[Data listing Boundary: Start]

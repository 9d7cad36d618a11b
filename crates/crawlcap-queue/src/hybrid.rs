//! Hybrid Memory/Disk Queue
//!
//! A FIFO whose first `head_max` items live in memory and whose remainder
//! spills to a [`DiskQueue`].
//!
//! ```text
//!            dequeue ◀── [ head: VecDeque, len ≤ head_max ] ◀── refill ── [ tail: DiskQueue ] ◀── enqueue
//!                                       ▲                                                        │
//!                                       └──────── enqueue (head has room after refill) ──────────┘
//! ```
//!
//! ## Refill rules
//!
//! - `enqueue`: if the head has room, first refill it from the tail, then
//!   append to the head only if it still has room; otherwise append to the
//!   tail. New items never overtake older tail items.
//! - `dequeue`: refill first when the head is empty, and again after taking
//!   the head's last item. With `head_max == 0` nothing is ever refilled and
//!   items come straight from the tail.
//! - `peek`: looks at the head only and never refills. A head emptied by
//!   removal, or `head_max == 0`, peeks as `None` over a non-empty tail even
//!   though `dequeue` would return an item.

use std::collections::VecDeque;
use std::path::Path;

use crawlcap_core::{Error, QueueConfig, Result};
use crawlcap_observability::metrics;
use serde::de::DeserializeOwned;
use serde::Serialize;
use tracing::{debug, info};

use crate::disk::{DiskQueue, TailScan};

pub struct HybridQueue<T> {
    head: VecDeque<T>,
    head_max: usize,
    tail: DiskQueue<T>,
}

impl<T> HybridQueue<T> {
    /// The first item of the head. Does not refill from the tail.
    pub fn peek(&self) -> Option<&T> {
        self.head.front()
    }

    pub fn len(&self) -> usize {
        self.head.len() + self.tail.len()
    }

    pub fn is_empty(&self) -> bool {
        self.len() == 0
    }

    pub fn head_len(&self) -> usize {
        self.head.len()
    }

    pub fn tail_len(&self) -> usize {
        self.tail.len()
    }

    pub fn head_max(&self) -> usize {
        self.head_max
    }

    pub fn name(&self) -> &str {
        self.tail.name()
    }
}

impl<T: Serialize + DeserializeOwned> HybridQueue<T> {
    /// Open an empty queue; the tail's files are `{directory}/{name}.q*`.
    pub fn open(directory: impl AsRef<Path>, name: &str, head_max: usize) -> Result<Self> {
        let tail = DiskQueue::open(directory, name)?;
        debug!(name = name, head_max = head_max, "Hybrid queue opened");
        Ok(Self {
            head: VecDeque::with_capacity(head_max.min(1024)),
            head_max,
            tail,
        })
    }

    pub fn from_config(config: &QueueConfig, name: &str) -> Result<Self> {
        Self::open(&config.directory, name, config.head_max)
    }

    pub fn enqueue(&mut self, item: T) -> Result<()> {
        if self.head.len() < self.head_max {
            self.refill()?;
            if self.head.len() < self.head_max {
                self.head.push_back(item);
                return Ok(());
            }
        }
        self.tail.enqueue(&item)?;
        metrics::QUEUE_SPILLED_TOTAL.inc();
        Ok(())
    }

    /// Remove and return the first item, or `None` when the queue is empty.
    pub fn dequeue(&mut self) -> Result<Option<T>> {
        if self.head.is_empty() {
            self.refill()?;
        }
        match self.head.pop_front() {
            Some(item) => {
                if self.head.is_empty() {
                    if let Err(e) = self.refill() {
                        self.head.push_front(item);
                        return Err(e);
                    }
                }
                Ok(Some(item))
            }
            None => self.tail.dequeue(),
        }
    }

    /// Move tail items into the head until it is full or the tail is empty.
    /// Returns how many moved.
    fn refill(&mut self) -> Result<usize> {
        let mut moved = 0;
        while self.head.len() < self.head_max {
            match self.tail.dequeue()? {
                Some(item) => {
                    self.head.push_back(item);
                    moved += 1;
                }
                None => break,
            }
        }
        if moved > 0 {
            metrics::QUEUE_REFILLED_TOTAL.inc_by(moved as u64);
            debug!(
                name = self.tail.name(),
                moved = moved,
                tail_len = self.tail.len(),
                "Refilled queue head"
            );
        }
        Ok(moved)
    }

    /// Remove every item, head and tail, matching `predicate`. Returns the
    /// number removed.
    pub fn remove_matching<F>(&mut self, mut predicate: F) -> Result<usize>
    where
        F: FnMut(&T) -> bool,
    {
        let before = self.head.len();
        self.head.retain(|item| !predicate(item));
        let from_head = before - self.head.len();
        let from_tail = self.tail.remove_matching(&mut predicate)?;

        if from_head + from_tail > 0 {
            info!(
                name = self.tail.name(),
                from_head = from_head,
                from_tail = from_tail,
                "Removed matching queue items"
            );
        }
        Ok(from_head + from_tail)
    }

    /// Discard the tail's files. The queue is gone afterwards.
    pub fn release(self) -> Result<()> {
        info!(name = self.tail.name(), dropped = self.len(), "Releasing hybrid queue");
        self.tail.release()
    }
}

impl<T: Serialize + DeserializeOwned + Clone> HybridQueue<T> {
    /// Iterate the queue in FIFO order without consuming it.
    ///
    /// With `memory_only` only the head is visited. Otherwise the head is
    /// followed by the tail. [`QueueIter::remove`] deletes the item the
    /// iterator last yielded, wherever it lives.
    pub fn iter(&mut self, memory_only: bool) -> Result<QueueIter<'_, T>> {
        let tail = if memory_only {
            None
        } else {
            Some(self.tail.scan()?)
        };
        Ok(QueueIter {
            queue: self,
            head_index: 0,
            tail,
            last: None,
        })
    }
}

impl<T> std::fmt::Debug for HybridQueue<T> {
    fn fmt(&self, f: &mut std::fmt::Formatter<'_>) -> std::fmt::Result {
        f.debug_struct("HybridQueue")
            .field("head_len", &self.head.len())
            .field("head_max", &self.head_max)
            .field("tail", &self.tail)
            .finish()
    }
}

// ============================================================================
// Compound iterator
// ============================================================================

enum Yielded {
    Head(usize),
    Tail(u64),
}

/// Head-then-tail iterator returned by [`HybridQueue::iter`].
pub struct QueueIter<'a, T> {
    queue: &'a mut HybridQueue<T>,
    head_index: usize,
    tail: Option<TailScan<T>>,
    last: Option<Yielded>,
}

impl<T: Serialize + DeserializeOwned + Clone> QueueIter<'_, T> {
    /// Remove the item most recently returned by `next`.
    pub fn remove(&mut self) -> Result<()> {
        match self.last.take() {
            None => Err(Error::IllegalState(
                "remove() without a preceding next()".to_string(),
            )),
            Some(Yielded::Head(index)) => {
                self.queue.head.remove(index);
                self.head_index -= 1;
                Ok(())
            }
            Some(Yielded::Tail(seq)) => self.queue.tail.tombstone(seq),
        }
    }
}

impl<T: Serialize + DeserializeOwned + Clone> Iterator for QueueIter<'_, T> {
    type Item = Result<T>;

    fn next(&mut self) -> Option<Self::Item> {
        if let Some(item) = self.queue.head.get(self.head_index) {
            let item = item.clone();
            self.last = Some(Yielded::Head(self.head_index));
            self.head_index += 1;
            return Some(Ok(item));
        }

        match self.tail.as_mut()?.next()? {
            Ok((seq, item)) => {
                self.last = Some(Yielded::Tail(seq));
                Some(Ok(item))
            }
            Err(e) => {
                self.last = None;
                Some(Err(e))
            }
        }
    }
}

[Data listing Boundary: End]

What you need to do: Look through the data and gather every line with the string "Returns" in it.

Problem solution:
    /// Returns how many moved.
    /// Remove every item, head and tail, matching `predicate`. Returns the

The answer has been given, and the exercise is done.